As a peaceful citizen, I owned several “assault rifles.” One day I had a psychotic break, and cannot account for about twenty four hours. Testimony states I was violent. Thank god I didn’t drag out the arsenal. I can’t take the chance that I wouldn’t experience another psychotic break, I don’t want them around. What troubles me is that anyone can have a psychotic break.

Waiting periods don’t work when you already own the firearm. Nothing works when you already own the firearm.
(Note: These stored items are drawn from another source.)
// Reminder entity
//
// Reminders are scheduled from a task's due date minus its reminder offset.
// They only ever transition between statuses, never get deleted, so the
// audit trail stays reconstructible.

use chrono::{DateTime, Duration, Utc};
use serde::{Deserialize, Serialize};
use uuid::Uuid;

#[cfg(feature = "openapi")]
use utoipa::ToSchema;

use crate::task::Task;

/// Status of a reminder.
///
/// `Fired` is the intermediate status the scheduler writes after publishing
/// a reminder.due event, so the next scan skips the row. The dispatcher
/// moves fired reminders to `Sent` or `Failed`.
#[derive(Debug, Clone, Copy, PartialEq, Eq, Serialize, Deserialize)]
#[serde(rename_all = "lowercase")]
#[cfg_attr(feature = "openapi", derive(ToSchema))]
pub enum ReminderStatus {
    Pending,
    Fired,
    Sent,
    Cancelled,
    Failed,
}

impl ReminderStatus {
    /// Terminal statuses admit no further transition.
    pub fn is_terminal(&self) -> bool {
        matches!(self, Self::Sent | Self::Cancelled | Self::Failed)
    }
}

impl std::fmt::Display for ReminderStatus {
    fn fmt(&self, f: &mut std::fmt::Formatter<'_>) -> std::fmt::Result {
        match self {
            Self::Pending => write!(f, "pending"),
            Self::Fired => write!(f, "fired"),
            Self::Sent => write!(f, "sent"),
            Self::Cancelled => write!(f, "cancelled"),
            Self::Failed => write!(f, "failed"),
        }
    }
}

#[derive(Debug, Clone, Serialize, Deserialize)]
#[cfg_attr(feature = "openapi", derive(ToSchema))]
pub struct Reminder {
    pub id: Uuid,
    pub task_id: Uuid,
    pub user_id: String,
    pub scheduled_time: DateTime<Utc>,
    pub status: ReminderStatus,
    pub delivery_channel: String,
    pub retry_count: u32,
    pub sent_at: Option<DateTime<Utc>>,
    pub error_message: Option<String>,
    pub created_at: DateTime<Utc>,
}

impl Reminder {
    /// Derive a pending reminder from a task's due date and offset.
    ///
    /// Returns None when the task has no due date or no offset, or when the
    /// derived time is already in the past (a reminder for a moment that has
    /// passed would fire immediately and only add noise).
    pub fn for_task(task: &Task, delivery_channel: impl Into<String>) -> Option<Self> {
        let due = task.due_date?;
        let offset = task.reminder_offset_minutes?;
        let scheduled_time = due - Duration::minutes(offset);
        if scheduled_time < Utc::now() {
            return None;
        }
        Some(Self {
            id: Uuid::new_v4(),
            task_id: task.id,
            user_id: task.user_id.clone(),
            scheduled_time,
            status: ReminderStatus::Pending,
            delivery_channel: delivery_channel.into(),
            retry_count: 0,
            sent_at: None,
            error_message: None,
            created_at: Utc::now(),
        })
    }
}

#[cfg(test)]
mod tests {
    use super::*;
    use crate::task::TaskPriority;

    fn task_due_in_minutes(minutes: i64, offset: Option<i64>) -> Task {
        Task {
            id: Uuid::new_v4(),
            user_id: "user-1".to_string(),
            title: "standup".to_string(),
            description: String::new(),
            due_date: Some(Utc::now() + Duration::minutes(minutes)),
            priority: TaskPriority::Medium,
            is_complete: false,
            tags: vec![],
            recurrence_id: None,
            parent_task_id: None,
            reminder_offset_minutes: offset,
            created_at: Utc::now(),
        }
    }

    #[test]
    fn test_for_task_derives_scheduled_time() {
        let task = task_due_in_minutes(120, Some(60));
        let reminder = Reminder::for_task(&task, "in-app").unwrap();

        assert_eq!(reminder.status, ReminderStatus::Pending);
        assert_eq!(reminder.task_id, task.id);
        let expected = task.due_date.unwrap() - Duration::minutes(60);
        assert_eq!(reminder.scheduled_time, expected);
    }

    #[test]
    fn test_for_task_without_offset() {
        let task = task_due_in_minutes(120, None);
        assert!(Reminder::for_task(&task, "in-app").is_none());
    }

    #[test]
    fn test_for_task_in_the_past() {
        // Due in 10 minutes with a 60 minute offset puts the reminder
        // 50 minutes ago.
        let task = task_due_in_minutes(10, Some(60));
        assert!(Reminder::for_task(&task, "in-app").is_none());
    }

    #[test]
    fn test_terminal_statuses() {
        assert!(ReminderStatus::Sent.is_terminal());
        assert!(ReminderStatus::Cancelled.is_terminal());
        assert!(ReminderStatus::Failed.is_terminal());
        assert!(!ReminderStatus::Pending.is_terminal());
        assert!(!ReminderStatus::Fired.is_terminal());
    }
}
But consider waiting periods, which could only stop passionate rage. In our latest (I haven’t checked the news today) mass shooting the murderer waited until his eighteenth birthday so he could buy a rifle. Another month or even year of a waiting period would not make a difference, if the minimum age was increased to twenty one years he would have waited until then.

The American people want a remedy that will prevent all shootings. That remedy is to remove firearms entirely. Partial measures leave guns in public hands, which no matter how well they’ve been vetted and trained can be robbed. In order to reduce firearm deaths to zero we have to reduce firearms to zero.

If guns were banned entirely, the illegal gun will stand out much more. No “well, he could have a permit” hesitation, any gun is a capital crime allowing for summary execution.

Of course it won’t bring an end to violence. Americans are some bloodthirsty motherfuckers. If we removed “Firearm related deaths” from the statistics our murder rate would still be higher than our contemporaries. Half of all firearm deaths are suicides, I don’t think suicidal people will be stopped, they will find another way. Probably the same with murders. But at least it won’t be by firearm.

As a nation, we are frustrated at the lack of response. A response that violates the constitution isn’t going to happen over night, but it’s been twenty three years since Columbine, the shooters of the last two mass shootings have been born since then. The debate has been going on longer, with many red herrings.

No single solution will end shootings, all of them might. Just like with Covid, multiple protections work together. Changing the Constitution will take a few years at best. But if the goal is zero firearm deaths the path is zero firearms.

How do you overcome the NRA? Speaking as an NRA life member, I can tell you they are a ghost. The real evil is in the congresspeople that place their votes up for sale, but you don’t know who they are because you’ve been chasing a ghost, just like they want you to do. No amount of money can buy a vote that is not for sale. Start at the grass roots and elect honorable candidates. Do not support candidates who sell their vote, it doesn’t matter what they say in campaign ads, they’ll perform for the highest bidder.

The NRA doesn’t even know who their members are. I get renewal notices routinely, and I’m a life member. I’m not sure how long it has been since the NRA represented thoughtful gun owners, I cant recall any examples in this century.

The time for sacrifice is well past. It is worth the lives saved to remove all firearms. One week after the shooting in Uvalde, and there have been twenty mass shootings. So we have a simple decision, Which do we want, the constitution or our children?